Spotlight on: Pomegranates

The pomegranate (Punica granatum) is probably native to Iran, but spread beyond its homeland very early on, to ancient Mesopotamia and then Egypt, where it arrived before the second millennium BC. The Sumerians knew it as nurma, which is the origin of the Persian anār (انار) as well as the Arabic rummān (رمّان). It continued to travel west along the Mediterranean, to Greece (where it is mentioned in Homer’s Odyssey) and can be found in the Iberian Peninsula and France before the start of the Christian era. The Roman naturalist Pliny the Elder reports that in his day there were nine varieties of pomegranate.

Classical physicians mention three kinds of pomegranates, based on their juice; sweet, winy and acidic. The juice, seeds, rind, and flowers were all used in medicinal applications for a variety of ailments. Known in Greek as roa (ρόα), it is the fruit’s latin name malum granatum (‘seed apple’) that has left a trace in many languages, besides English, such as in the French grenade, the Spanish granada, or the Italian melograno.

In the Muslim world, mainly sour and sweet pomegranates are mentioned, and the fruit has always been held in high esteem, not least because the sweet variety (حُلو, ḥulw) is mentioned several times in the Qur’ān and is one of the fruits of paradise. The pomegranates from Persia and Syria were particularly prized; the Umayyad Emir of Cordoba, ‘Abd al-Rahman, who was a keen collector of exotic fruit and plants, even sent agents out to Syria to acquire varieties grown there for his garden.
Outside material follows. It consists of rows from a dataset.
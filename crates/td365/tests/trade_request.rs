use rstest::rstest;
use serde_json::Value;

use td365::http::models::TradeReq;
use td365::types::{TradeDirection, TradeRequest};

fn request(dir: TradeDirection) -> TradeRequest {
    TradeRequest {
        dir,
        market_id: 450,
        quote_id: 15001,
        price: 100.52,
        stake: 2.5,
        stop: 95.0,
        limit: 110.0,
        key: "aGFzaA==".to_string(),
    }
}

#[test]
fn trade_body_uses_the_venue_field_names() {
    let body = serde_json::to_value(TradeReq::from(&request(TradeDirection::Buy))).unwrap();

    assert_eq!(body["marketID"], 450);
    assert_eq!(body["quoteID"], 15001);
    assert_eq!(body["price"], 100.52);
    assert_eq!(body["tradeType"], 1);
    assert_eq!(body["hasClosingOrder"], true);
    assert_eq!(body["isGuaranteed"], false);
    assert_eq!(body["orderModeID"], 3);
    assert_eq!(body["orderTypeID"], 2);
    assert_eq!(body["orderPriceModeID"], 2);
    assert_eq!(body["trailingPoint"], 0);
    assert_eq!(body["closePositionID"], 0);
    assert_eq!(body["isKaazingFeed"], true);
    assert_eq!(body["key"], "aGFzaA==");
    assert!(body["userAgent"].as_str().unwrap().starts_with("Firefox"));
}

#[test]
fn monetary_legs_are_stringified() {
    let body = serde_json::to_value(TradeReq::from(&request(TradeDirection::Buy))).unwrap();
    assert_eq!(body["stake"], Value::String("2.5".into()));
    assert_eq!(body["limitOrderPrice"], Value::String("110".into()));
    assert_eq!(body["stopOrderPrice"], Value::String("95".into()));
}

#[rstest]
#[case(TradeDirection::Buy, false)]
#[case(TradeDirection::Sell, true)]
fn trade_mode_flags_the_sell_side(#[case] dir: TradeDirection, #[case] expected: bool) {
    let body = serde_json::to_value(TradeReq::from(&request(dir))).unwrap();
    assert_eq!(body["tradeMode"], expected);
}
/// Browser identity sent on every HTTP request and WS upgrade; the venue
/// rejects unknown agents.
pub const USER_AGENT: &str =
    "Mozilla/5.0 (Macintosh; Intel Mac OS X 10.15; rv:136.0) Gecko/20100101 Firefox/136.0";

/// Short agent string the trade endpoint wants inside the request body.
pub const TRADE_USER_AGENT: &str = "Firefox (139.0)";

pub const OAUTH_TOKEN_HOST: &str = "td365.eu.auth0.com";
pub const PORTAL_API_HOST: &str = "portal-api.tradenation.com";
pub const CHART_HOST: &str = "charts.finsatechnology.com";

pub const PROD_SITE_HOST: &str = "https://traders.td365.com";
pub const PROD_API_HOST: &str = "https://prod-api.finsa.com.au";
pub const PROD_SOCK_HOST: &str = "https://prod-api.finsa.com.au";

pub const DEMO_SITE_HOST: &str = "https://demo.tradedirect365.com.au";
pub const DEMO_API_HOST: &str = "https://demo-api.finsa.com.au";
pub const DEMO_SOCK_HOST: &str = "https://demo-api.finsa.com.au";

// The "?aid=1026" is required for a valid login.
pub const ONE_CLICK_DEMO_URL: &str =
    "https://demo.tradedirect365.com/finlogin/OneClickDemo.aspx?aid=1026";

pub const AUTH0_CLIENT_ID: &str = "eeXrVwSMXPZ4pJpwStuNyiUa7XxGZRX9";
pub const AUTH0_REALM: &str = "Username-Password-Authentication";
pub const AUTH0_GRANT_TYPE: &str = "http://auth0.com/oauth/grant-type/password-realm";

/// Client version reported in the WS authentication frame.
pub const WS_CLIENT_VERSION: &str = "1.0.0.6";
According to the early 13th-century traveller to Egypt Abd al-Latif al-Baghdadi, the pomegranates there were of the highest quality, even though they were never really sweet.

The fruit (both the seeds and juice) was an ingredient in many different types of dishes, from savoury to sweet, whereas the sour (حامض, hāmiḍ) pomegranate was used as an aromatic. Stews in which it is a key ingredient were known as rummāniyya (رمّانية), with chicken being the meat of choice in these recipes.

Both the fruit and peel of the pomegranate, but especially the juice, were used in the treatment of diarrhoea, fevers, cough, stomach and liver ailments, to curb yellow bile, and as a diuretic and anaphrodisiac (because of its acidity). The Persian-born physician al-Rāzī (d. 935), who became known in Europe as Rhazes, claimed that the sweet pomegranate bloats the stomach, whereas the sour variety is good against stomach inflammation. The juice made from the seeds of sour pomegranates cooked with honey is beneficial in the treatment of mouth and stomach ulcers. According to Ibn Buṭlān (11th century), the sweet pomegranate is an aphrodisiac, but flatulent (though this can be counteracted by eating sour pomegranate). The Jewish philosopher and physician Maimonides (d. 1204), for his part, believed that along with apple and quince, sucking pomegranate seeds after the meal is recommended for everyone as part of a healthy regimen.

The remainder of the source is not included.